Yule is a time to celebrate the strengthening of the Sun and the return of the light. It is perhaps this idea of the returning Sun that led to the festival being adopted by Christianity to celebrate the birth of Jesus. Yule is a time of peace and happiness as the wheel turns from the dark to the light. Again, as with many winter festivals, Yule offers a message of hope, not just for lighter times but for a greater awareness of humanity. In times of old when Winter meant real hardship and the elderly and infirm turned to those they loved for comfort the bonds between loved ones were strengthened and nourished. This emphasis on caring for family is honoured among Pagans as part of their Yule celebrations.
Yule marks the Winter Solstice, the longest night of the year. It is at this point of the year that the days start to lengthen and the nights shorten until the Spring Equinox at Ostara when the length of the day once again overtakes the length of the night. For those of us going to work in the dark and coming home at night in the dark it is a very welcome reminder that eventually we'll be going to work in the sunshine again.
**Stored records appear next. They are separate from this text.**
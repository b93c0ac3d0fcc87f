/// Error types for the survey data layer
use thiserror::Error;

/// Main error type for survey data operations
#[derive(Error, Debug)]
pub enum SurveyError {
    /// Subdistrict is not a key of the year table
    #[error("Subdistrict not found: {0}")]
    UnknownSubdistrict(String),

    /// Failed to parse bundled or fetched JSON
    #[error("Failed to parse JSON: {0}")]
    Parse(#[from] serde_json::Error),

    /// Failed to read a CSV fixture
    #[error("Failed to parse CSV: {0}")]
    CsvParse(#[from] csv::Error),

    /// A network fetch did not produce a usable response
    #[error("Fetch failed: {0}")]
    FetchFailed(String),
}

/// Type alias for Results using SurveyError
pub type Result<T> = std::result::Result<T, SurveyError>;
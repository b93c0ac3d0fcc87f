use hc_survey::stats::YearTable;
use std::env;
use std::fs;
use std::path::Path;

fn main() {
    let out_dir = env::var("OUT_DIR").unwrap();
    let dest = Path::new(&out_dir).join("health_2013.json");

    // Pivot the long-format survey export (subdistrict,label,n,percentage)
    // into the nested table the view parses at startup.
    let src = Path::new("../fixtures/health_2013.csv");
    let json = if src.exists() {
        let csv_data = fs::read_to_string(src).expect("Failed to read health_2013.csv");
        let table = YearTable::from_long_csv(&csv_data).expect("Failed to pivot health_2013.csv");
        table.to_json().unwrap()
    } else {
        "{}".to_string()
    };
    fs::write(&dest, json).unwrap();

    println!("cargo:rerun-if-changed=build.rs");
    println!("cargo:rerun-if-changed=../fixtures/health_2013.csv");
}
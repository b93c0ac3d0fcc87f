//! Application state managed via Dioxus context.
//!
//! `AppState` bundles the reactive signals of a year view into a single
//! struct provided via `use_context_provider`. Child components retrieve it
//! with `use_context::<AppState>()`.

use dioxus::prelude::*;
use hc_survey::subdistrict::SubdistrictId;

/// Shared state of one year view.
#[derive(Clone, Copy)]
pub struct AppState {
    /// Mirror of the controller's selection; written only by its subscriber
    pub selected: Signal<SubdistrictId>,
    /// Error message if the bundled data could not be loaded
    pub error_msg: Signal<Option<String>>,
}

impl AppState {
    pub fn new(selected: SubdistrictId, error_msg: Option<String>) -> Self {
        Self {
            selected: Signal::new(selected),
            error_msg: Signal::new(error_msg),
        }
    }
}
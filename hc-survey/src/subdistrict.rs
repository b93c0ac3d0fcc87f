use serde::{Deserialize, Serialize};
use std::borrow::Borrow;
use std::fmt;

/// Key of the district-wide pseudo-subdistrict.
pub const OVERALL: &str = "Overall";

/// Identifier of a subdistrict as stored in the survey tables (e.g. "SUNGAI_SEGAMAT").
///
/// Stored keys keep their underscores; use [`SubdistrictId::display_name`]
/// for anything shown to the user.
#[derive(Debug, Clone, PartialEq, Eq, PartialOrd, Ord, Hash, Serialize, Deserialize)]
#[serde(transparent)]
pub struct SubdistrictId(String);

impl SubdistrictId {
    pub fn new(id: impl Into<String>) -> Self {
        Self(id.into())
    }

    pub fn overall() -> Self {
        Self(OVERALL.to_string())
    }

    pub fn as_str(&self) -> &str {
        &self.0
    }

    /// True for the district-wide aggregate row.
    pub fn is_overall(&self) -> bool {
        self.0 == OVERALL
    }

    /// Display form: every underscore becomes a space.
    pub fn display_name(&self) -> String {
        self.0.replace('_', " ")
    }
}

impl fmt::Display for SubdistrictId {
    fn fmt(&self, f: &mut fmt::Formatter<'_>) -> fmt::Result {
        f.write_str(&self.0)
    }
}

impl From<&str> for SubdistrictId {
    fn from(id: &str) -> Self {
        Self(id.to_string())
    }
}

impl From<String> for SubdistrictId {
    fn from(id: String) -> Self {
        Self(id)
    }
}

impl Borrow<str> for SubdistrictId {
    fn borrow(&self) -> &str {
        &self.0
    }
}

impl AsRef<str> for SubdistrictId {
    fn as_ref(&self) -> &str {
        &self.0
    }
}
That's very a cheery thought on the shortest day of the year!
The symbolism associated with this Sabbat is very heavily concentrated on images of the light. Candles, bonfires and the appropriate named Yule log all promise the returning of the light.
(The Yule log is traditionally a piece of an ash tree, a reminder of our links to Yggdrasil, the eternally green tree of life. The log is lit from the remnants of the previous year's Yule log and left to burn for the entirity of the longest night of the year.)
This returning of the light is both literal and symbolic. Literal in the sense that the wheel is turning back toward the light as the days get longer but also symbolic in the sense that darkness can always be pushed aside by the light. We are reminded of the cycle of life - that nothing is all dark and nothing is all light. Perhaps to a Pagan it is a reminder of the old saying that the "darkest hour is just before the dawn." It is also a reminder of the concept of balance, that nothing within our lives or our craft is all dark or all light but a blending and an ongoing cycle of both.
Traditionally Yule is a time of rest. The crops have been harvested and the planting season is yet to arrive. The dressing of the Yule tree symbolises the return of nature and the return of Spring to the earth. The winter blooming flowers of the mistletoe were a symbol of life returning to the earth once again. It is perhaps not difficult to see how this particular symbolism became incorporated into the modern practise of kissing under the mistletoe. Love, after all, being the foundation of life renewing itself.
For those Witches and Pagans who choose to incorporate religion into their celebrations, Yule marks the rebirth of the Sun God who died at Samhain. The Sun God will grow in strength until his powers peak at Midsummer (the longest day of the year) to dwindle once again in the ever perpetuating cycle of his death and rebirth. Yule is neither the start nor the end of the Pagan year, bur another reminder that life has no beginning and end, it is merely an ongoing cycle.